"""

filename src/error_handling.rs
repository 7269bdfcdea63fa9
pub mod types;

"""

■ **TASK TO CARRY OUT**
All the lines above should come back exactly as written.

■ **OUTPUT OF THE TASK**
filename src/error_handling.rs
repository 7269bdfcdea63fa9
pub mod types;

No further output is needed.